4 And whatever house you enter, stay there, and from there depart.
5 And wherever they do not receive you, when you leave that town shake off the dust from your feet as a testimony against them."
6 And they departed and went through the villages, preaching the gospel and healing everywhere.


Tobit 13:2-4, 7-8

2 For he afflicts, and he shows mercy; he leads down to Hades, and brings up again, and there is no one who can escape his hand.
3 Acknowledge him before the nations, O sons of Israel; for he has scattered us among them.
4 Make his greatness known there, and exalt him in the presence of all the living; because he is our Lord and God, he is our Father for ever.
7 I exalt my God; my soul exalts the King of heaven, and will rejoice in his majesty.
8 Let all men speak, and give him thanks in Jerusalem.
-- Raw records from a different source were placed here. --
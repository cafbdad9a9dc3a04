// Copyright (c) Microsoft Corporation.
// Licensed under the MIT license.

mod scheduler;
mod task;
mod waker;
mod yielder;

//==============================================================================
// Exports
//==============================================================================

pub use self::{
    scheduler::{
        Scheduler,
        ThreadSlot,
    },
    task::{
        ThreadCoroutine,
        ThreadId,
        ThreadTask,
    },
    waker::ThreadWaker,
    yielder::{
        Yield,
        Yielder,
        YielderHandle,
    },
};
// Copyright (c) Microsoft Corporation.
// Licensed under the MIT license.

//======================================================================================================================
// Imports
//======================================================================================================================

use ::anyhow::{
    bail,
    Result,
};
use ::clap::{
    Arg,
    ArgMatches,
    Command,
};
use ::cosched::{
    runtime::logging,
    Config,
    SchedulingPolicy,
    SharedCondition,
    SharedKernel,
    SharedLock,
};
use ::std::{
    cell::RefCell,
    rc::Rc,
    str::FromStr,
};

//======================================================================================================================
// Program Arguments
//======================================================================================================================

/// Program Arguments
#[derive(Debug)]
pub struct ProgramArguments {
    /// Path to a configuration file.
    config_path: Option<String>,
    /// Dispatch policy, used when no configuration file is given.
    policy: SchedulingPolicy,
    /// Number of rounds that each player runs.
    nrounds: usize,
}

/// Associate functions for Program Arguments
impl ProgramArguments {
    /// Default number of rounds.
    const DEFAULT_NROUNDS: usize = 16;

    /// Parses the program arguments from the command line interface.
    pub fn new(app_name: &'static str, app_author: &'static str, app_about: &'static str) -> Result<Self> {
        let matches: ArgMatches = Command::new(app_name)
            .author(app_author)
            .about(app_about)
            .arg(
                Arg::new("config")
                    .long("config")
                    .value_parser(clap::value_parser!(String))
                    .required(false)
                    .value_name("PATH")
                    .conflicts_with("policy")
                    .help("Sets configuration file"),
            )
            .arg(
                Arg::new("policy")
                    .long("policy")
                    .value_parser(clap::value_parser!(String))
                    .required(false)
                    .value_name("priority|lottery")
                    .help("Sets dispatch policy"),
            )
            .arg(
                Arg::new("rounds")
                    .long("rounds")
                    .value_parser(clap::value_parser!(String))
                    .required(false)
                    .value_name("NUMBER")
                    .help("Sets number of rounds"),
            )
            .get_matches();

        // Default arguments.
        let mut args: ProgramArguments = ProgramArguments {
            config_path: None,
            policy: SchedulingPolicy::default(),
            nrounds: Self::DEFAULT_NROUNDS,
        };

        if let Some(config_path) = matches.get_one::<String>("config") {
            args.config_path = Some(config_path.to_string());
        }

        if let Some(policy) = matches.get_one::<String>("policy") {
            args.set_policy(policy)?;
        }

        if let Some(nrounds) = matches.get_one::<String>("rounds") {
            args.set_nrounds(nrounds)?;
        }

        Ok(args)
    }

    /// Builds the kernel configuration described by the target program arguments.
    pub fn get_config(&self) -> Result<Config> {
        let config: Config = match &self.config_path {
            Some(path) => Config::new(path)?,
            None => Config::from_yaml_str(&format!("scheduler:\n  scheduling_policy: {}\n", self.policy))?,
        };
        Ok(config)
    }

    pub fn get_nrounds(&self) -> usize {
        self.nrounds
    }

    fn set_policy(&mut self, policy_str: &str) -> Result<()> {
        self.policy = SchedulingPolicy::from_str(policy_str)?;
        Ok(())
    }

    fn set_nrounds(&mut self, nrounds_str: &str) -> Result<()> {
        let nrounds: usize = nrounds_str.parse()?;
        if nrounds > 0 {
            self.nrounds = nrounds;
            Ok(())
        } else {
            bail!("invalid number of rounds")
        }
    }
}

//======================================================================================================================
// Application
//======================================================================================================================

/// Two threads that hand a ball back and forth through a condition variable.
struct Application {
    kernel: SharedKernel,
    lock: SharedLock,
    condition: SharedCondition,
    /// Index of the player that holds the ball.
    turn: Rc<RefCell<usize>>,
    nrounds: usize,
}

impl Application {
    fn new(kernel: SharedKernel, args: &ProgramArguments) -> Self {
        let lock: SharedLock = SharedLock::new(kernel.clone());
        let condition: SharedCondition = SharedCondition::new(kernel.clone(), lock.clone());
        Self {
            kernel,
            lock,
            condition,
            turn: Rc::new(RefCell::new(0)),
            nrounds: args.get_nrounds(),
        }
    }

    fn spawn_player(&mut self, me: usize, name: &'static str) {
        let mut lock: SharedLock = self.lock.clone();
        let mut condition: SharedCondition = self.condition.clone();
        let turn: Rc<RefCell<usize>> = self.turn.clone();
        let kernel: SharedKernel = self.kernel.clone();
        let nrounds: usize = self.nrounds;
        self.kernel.spawn(name, async move {
            lock.acquire().await;
            for i in 0..nrounds {
                while *turn.borrow() != me {
                    condition.sleep().await;
                }
                println!("{} {:?} (now={:?})", name, i, kernel.now());
                *turn.borrow_mut() = 1 - me;
                condition.wake();
            }
            lock.release();
        });
    }

    fn run(&mut self) -> Result<()> {
        self.spawn_player(0, "ping");
        self.spawn_player(1, "pong");
        self.kernel.run()?;
        println!(
            "done: policy={}, rounds={:?}, ticks={:?}",
            self.kernel.policy(),
            self.nrounds,
            self.kernel.now()
        );
        Ok(())
    }
}

//======================================================================================================================
// main()
//======================================================================================================================

fn main() -> Result<()> {
    logging::initialize();

    let args: ProgramArguments = ProgramArguments::new(
        "condition-pingpong",
        "Microsoft Corporation",
        "Alternates two threads through a condition variable.",
    )?;

    let kernel: SharedKernel = match SharedKernel::new(&args.get_config()?) {
        Ok(kernel) => kernel,
        Err(e) => bail!("failed to initialize kernel: {:?}", e.cause),
    };

    let mut app: Application = Application::new(kernel, &args);
    app.run()
}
Heavenly Father, we beg You to accompany us

Wednesday September 22 20021
25th Week in Ordinary Time
Ezr. 9:5-8;  (R. Ps.) Tob. 13:2,3-4,5,8;
Lk. 9:1-6   (Ps Wk I)


We may need to remind ourselves from time to time that we are reading about Peter, James, John, and the nine others in today’s Gospel. They were the men whose labours led to the Church as we know it now large and powerful, at least to some degree. They were inexperienced men at the kind of work they were being asked to do. So, they were given the ability by God to do things they would never have dreamed of attempting.

In order to avoid being tempted to attribute to themselves the success of the work, they were attempting, Jesus told them not to go to the work highly self-equipped. If they did, they might be tempted to attribute to themselves any success they might experience.

They ventured out then, trusting that God would see to it that they would have what they needed to carry out the first recorded apostolic exercise in the history of the Church without the physical presence of Jesus.

Let us pray that the Church of the 2020s will be able to keep the balance between reliance on a high degree of self-equipment of all kinds and trust in God’s loving care and support.

Heavenly Father, we beg You to accompany us as we venture out to tell others of Your love for them.